In this paper, we present Simopt, a framework which uses the metadata generated from a behavioural simulation to speculatively optimise the HDL code to perform latency-driven placement and packing optimisation of user logic. Our specific contributions are as below:

  • Develop a framework for capturing important metadata from behaviour simulation, using an open-source simulator, Verilator.

  • Integration of the metadata in an open-source placement tool, Yosys, to perform guided placement optimisation

  • Benchmark circuits to quantify latency gains that can be achieved using the proposed framework.

We benchmarked the design using compact Verilog circuit models that are openly available through Verilator and EPFL benchmarks to validate the tool and quantify the performance gains. Our results show that using the Simopt-pass in the design implementation flow results in up to 26.1% reduction in timing performance (latency) of the design, and 5-10% speed-up in the routing across multiple test designs.

II Background

To the best of our knowledge, using behavioural simulation to accelerate a toolflow has not been widely explored in both CAD toolflow and compiler literature. The most analogous representation of this concept found in previous studies is from the FPGA design optimisation using roofline models [1]. The authors used roofline models to highlight the efficient memory access patterns in particle methods [2], wavefront algorithms [3], and sparse arithmetic computation [4] achieving significant performance enhancements. This however was very specialised to neural networks and used an LLVM IR to generate the best directives for their roofline models and does not adapt them into or use them as proxies to guide existing optimisation passes available in the EDA toolflow chain to generate a correspondingly optimised hardware. Similar works have been proposed in [5] [6], where an inference algorithm generates an equivalent to an FPGA/ASIC design; however, these are domain-specific and rarely make any changes to the CAD toolchain. Whereas on the other side in the spectrum of academic literature, authors of [7] devised a speculative compiler optimisation for data analysis which encodes multiple data structure optimisations (such as prioritise highly selective predicates, vectorisation). However this and other works [8] focus mainly on compilers for CPUs and allow these concepts to be integrated into GPU compilers too. In this work we focus on FPGA/ASIC CAD tool flow which takes the metadata of a behavioural simulation as input, to generate a low-latency implementation.

III Simopt-Verilator

The notion of using simulation metadata to guide low-level optimisations is driven by extensive functional simulations that are performed on complex designs. For the development of Simopt, we chose the popular open-source simulator, Verilator [9]. Verilator generates a C++/SystemC behavioural model by compiling a Verilog (a HDL) design into a host-machine compatible executable. To run the simulation - a user needs to provide a C++ written wrapper (containing a standardised main()) which is executed by the ”simulation runtime”. The main flow of the Verilator is shown in Fig. 1.

Refer to caption
Figure 1: Traditional Verilator flow from a Verilog HDL to a C++ behavioural simulation. Verilator coins this compilation flow as verilate.
Refer to caption
Figure 2: Emission of the Verilator AST to C++ behavioural simulation steps

Verilator uses third-party tools (for lexical analysis and parsing) to generate the Abstract-Syntax Tree (AST). This is then used by the subsequent step of the Verilator flow to link references (such as functions, and variables) to their definitions. After running a few local compiler passes, the AST is pseudo-flattened with each module scoped out. This makes it easier to run the final two steps on the optimised AST which is globally scoped compiler passes and emission of C++ modules. It is in the Verilator step of emission where the Simopt comes into play. This entire compilation (from Verilog to C++) is termed as the verilate process in Verilator.

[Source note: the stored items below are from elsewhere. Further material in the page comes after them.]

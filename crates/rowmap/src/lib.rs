//! # rowmap
//!
//! A lightweight identity-mapped ORM core for Rust.
//!
//! ## Features
//!
//! - **Fluent SQL builder**: conditions, ordering and pagination assemble into
//!   dialect-specific statement text (use `query::select()` / `update()` /
//!   `delete()` / `insert()`)
//! - **Identity map**: one canonical in-memory instance per (type, primary
//!   key); every path that loads a row shares the same instance
//! - **Change tracking**: field writes accumulate in a pending map, flushed
//!   as a single UPDATE of exactly the touched fields
//! - **Resolved references**: foreign-key fields hold entities, never raw
//!   scalars, resolved recursively through each type's own cache
//! - **Injected connection**: one small trait for quoting and synchronous
//!   execution; the backend driver lives in the surrounding application
//! - **Safe defaults**: values are quoted through the connection, identifiers
//!   are delimiter-escaped, an empty `IN` list fails before reaching the wire
//!
//! ## Query builder
//!
//! ```ignore
//! use rowmap::query::{self, Cmp};
//!
//! let sql = query::select("posts", &["id", "title"])
//!     .eq("status", "published")
//!     .or_filter("pinned", Cmp::Eq, true)
//!     .order_desc("created_at")
//!     .skip(10)
//!     .render(&conn)?;
//! ```
//!
//! ## Entity store
//!
//! ```ignore
//! use rowmap::{EntityDescriptor, Schema, Store};
//!
//! let schema = Schema::new()
//!     .register(EntityDescriptor::new("author", "authors", "id")
//!         .read(&["id", "name"])
//!         .write(&["name"]))
//!     .register(EntityDescriptor::new("post", "posts", "id")
//!         .read(&["id", "title", "author"])
//!         .write(&["title", "author"])
//!         .reference_field("author", "author"));
//!
//! let store = Store::new(conn, schema);
//! let post = store.by_key("post", 1)?.expect("post exists");
//! let author = post.get("author")?.as_entity().cloned().expect("resolved");
//! store.set(&author, "name", "gwen")?;
//! store.save(&author)?;
//! ```
//!
//! ## Concurrency
//!
//! One store, one connection, one thread of control. Entity handles are
//! `Rc`-backed, so a store never crosses threads; concurrent workers each own
//! a store of their own.

pub mod connection;
pub mod entity;
pub mod error;
pub mod ident;
pub mod prelude;
pub mod query;
pub mod schema;
pub mod store;
pub mod value;

pub use connection::{Connection, ResultSet, Row};
pub use entity::{AssignValue, Entity, FieldValue};
pub use error::{OrmError, OrmResult};
pub use ident::{ColumnRef, Dialect};
pub use query::{Cmp, CondValue, Query, QueryKind};
pub use schema::{EntityDescriptor, Schema};
pub use store::{EntityGuard, Store};
pub use value::{Key, Value};

#[cfg(test)]
mod test_support;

Emission of the C++ modules is sequenced as shown in Figure 2 illustrating Verilator’s flow. Simopt-Verilator does an addition to the usual flow through the emitVariableUse() C++ class. The AST is processed by the Verilator internal emitter which first inlines any scoped-out modules, functions and headers. A symbol table is then generated containing various parameters of the model state (such as model precision, number of statements generated, model initialisation state and others). A constant table is also generated with a data structure of constants that have not been replaced by the constant propagation step (in the earlier Verilator compiler steps). The C++ model is subsequently generated using the emitted tables as a reference.

To integrate Simopt into the Verilator simulator (through emitVariableUse()), a set of counters (called simopt-trackers) should be integrated which tracks each signal in the Verilog description (single-bit and vectored wire, reg, port types). Tracking each signal is also designed to be optional allowing the designer to choose specific nets/entities or modules/sub-modules for optimisation. This also allows designers to trade-off simulation execution time in Verilator by tracking only the signals/modules of interest. The simopt-counters corresponding to these signals are incremented each time they are activated by the verilated runtime, except for initialisation statements. For example, referring to the code in Listing LABEL:code:if_statement, simopt-counters for all signals within the if–else construct (lines 9, 12) are generated by the tool, if tracking is enabled for them. In a specific case, if the reset is asserted as logic HIGH from the start of the simulation, then only the simopt-counters for signals within the else condition (lines 12 – 17) are executed. This conditional registered logic creates additional overheads using the above tracking logic, both to keep track of each condition and also to understand the change in state of the registered signal. To tackle this problem, simopt-state is introduced which checks for mismatch before and after an operation is applied to a single-bit / vectored register reference to keep track of the signal across multiple branches. Tracking using state flow instead of multiple counters reduces the overhead on the Verilator runtime for registered logic. In the case of vectored register logic, the constraints imposed by the HDL description are accordingly unrolled by verilator’s optimiser. Activations on vectored entities are treated as operations on packed datatypes and are expanded into activity at the bit-level for incrementing the simopt-counters. A pseudocode representation of this mask-and-increment logic for tracking simopt-state and selective incrementing of simopt-counters is shown in algorithm 1.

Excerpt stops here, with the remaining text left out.